Sabía que en su camino se encontraba el Jad-bal-lul, cuya orilla se vio obligado a rodear, y habría que cruzar un río en el extremo inferior del gran lago en cuyas orillas se alzaba A-lur. Qué otros obstáculos encontraría en su camino, no lo sabía, pero creía que ganaría tiempo si iba a pie en lugar de intentar robar una canoa y seguir río arriba con un solo remo. Su intención era poner tanta distancia como le fuera posible entre él y Tu-lur antes de dormirse, pues estaba seguro de que Mo-sar no aceptaría fácilmente su pérdida, sino que al llegar el día, o posiblemente incluso antes, enviaría guerreros en su busca.
A unos dos o tres kilómetros de la ciudad penetró en un bosque y allí por fin se sintió en cierta medida seguro como nunca se sentía en los espacios abiertos o en las ciudades.
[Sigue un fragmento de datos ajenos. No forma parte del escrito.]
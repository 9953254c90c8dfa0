//! Combining translated predicates into an existing native `where`.
use scibridge_core::WhereNode;

/// Folds a child relation's predicates into its parent's `where`.
///
/// A parent `And` is extended in place; any other parent becomes the first conjunct of a new
/// `And`. Without a parent the child stands alone.
pub fn merge_into_parent(parent: Option<WhereNode>, child: WhereNode) -> WhereNode {
    match parent {
        None => child,
        Some(WhereNode::And(mut nodes)) => {
            nodes.extend(child.into_conjuncts());
            WhereNode::And(nodes)
        }
        Some(other) => {
            let mut nodes = vec![other];
            nodes.extend(child.into_conjuncts());
            WhereNode::And(nodes)
        }
    }
}

/// Pins a secondary fetch to one record while keeping any extra predicates, identity first.
pub fn pin_identity(identity: WhereNode, extra: Option<WhereNode>) -> WhereNode {
    match extra {
        None => identity,
        Some(WhereNode::And(nodes)) => {
            let mut pinned = Vec::with_capacity(nodes.len() + 1);
            pinned.push(identity);
            pinned.extend(nodes);
            WhereNode::And(pinned)
        }
        Some(other) => WhereNode::And(vec![identity, other]),
    }
}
El bosque y la jungla eran su patria. Ninguna criatura que anduviera a cuatro patas, trepara por los árboles o se arrastrara sobre su estómago tenía ninguna ventaja sobre el hombre-mono en su patria chica. Como incienso y mirra eran los fuertes olores de la vegetación putrefacta para el olfato del gran tarmangani. Irguió sus anchos hombros, levantó la cabeza y llenó sus pulmones del aire que más amaba. La densa fragancia de las flores tropicales, la mezcla de olores múltiples de la vida de la jungla acudieron a su cabeza provocándole una agradable intoxicación mucho más potente que la contenida en las cosas más antiguas de la civilización.
Ahora se subió a los árboles, no por necesidad sino por puro amor a la libertad salvaje que le había sido negada tanto tiempo. Aunque estaba oscuro y la selva era extraña, se movía con una seguridad y una facilidad que indicaban más un extraño sentido de la percepción que una habilidad maravillosa. Oyó al
ja
gemir en alguna parte más adelante y una lechuza ululó tristemente a su derecha, sonidos familiares que no le causaban ninguna sensación de soledad como le ocurriría a usted o a mí, sino que, al contrario, le ofrecían compañía al indicar la presencia de sus compañeros de la jungla, y que fuera amigo o enemigo le importaba poco al hombre-mono.
Al fin llegó a un pequeño arroyo en un lugar donde los árboles no se juntaban arriba, por lo que se vio obligado a descender a tierra y meterse en el agua para llegar a la otra orilla, donde se detuvo como si de pronto su figura como de dios se hubiera transmutado de carne en mármol. Sólo las ventanas de su nariz dilatándose mostraban su vitalidad. Durante un largo momento se quedó así y luego veloz, pero con la precaución y el silencio inherentes en él, avanzó de nuevo; toda su actitud denotaba ahora que había una nueva urgencia. Había un propósito definido e imperioso en cada movimiento de aquellos músculos de acero que se tensaban suavemente bajo la lisa piel morena. Ahora se dirigía hacia determinada meta que evidentemente le llenaba de mucho más entusiasmo que un posible regreso a A-lur.
Por fin llegó al pie de un gran árbol y allí se detuvo y miró hacia arriba, donde, entre el follaje, vislumbró los débiles contornos de un bulto toscamente rectangular. Tarzán tuvo una sensación de ahogo en la garganta cuando subió con cuidado a las ramas. Era como si el corazón se le estuviera dilatando, de mayor felicidad o de mayor temor.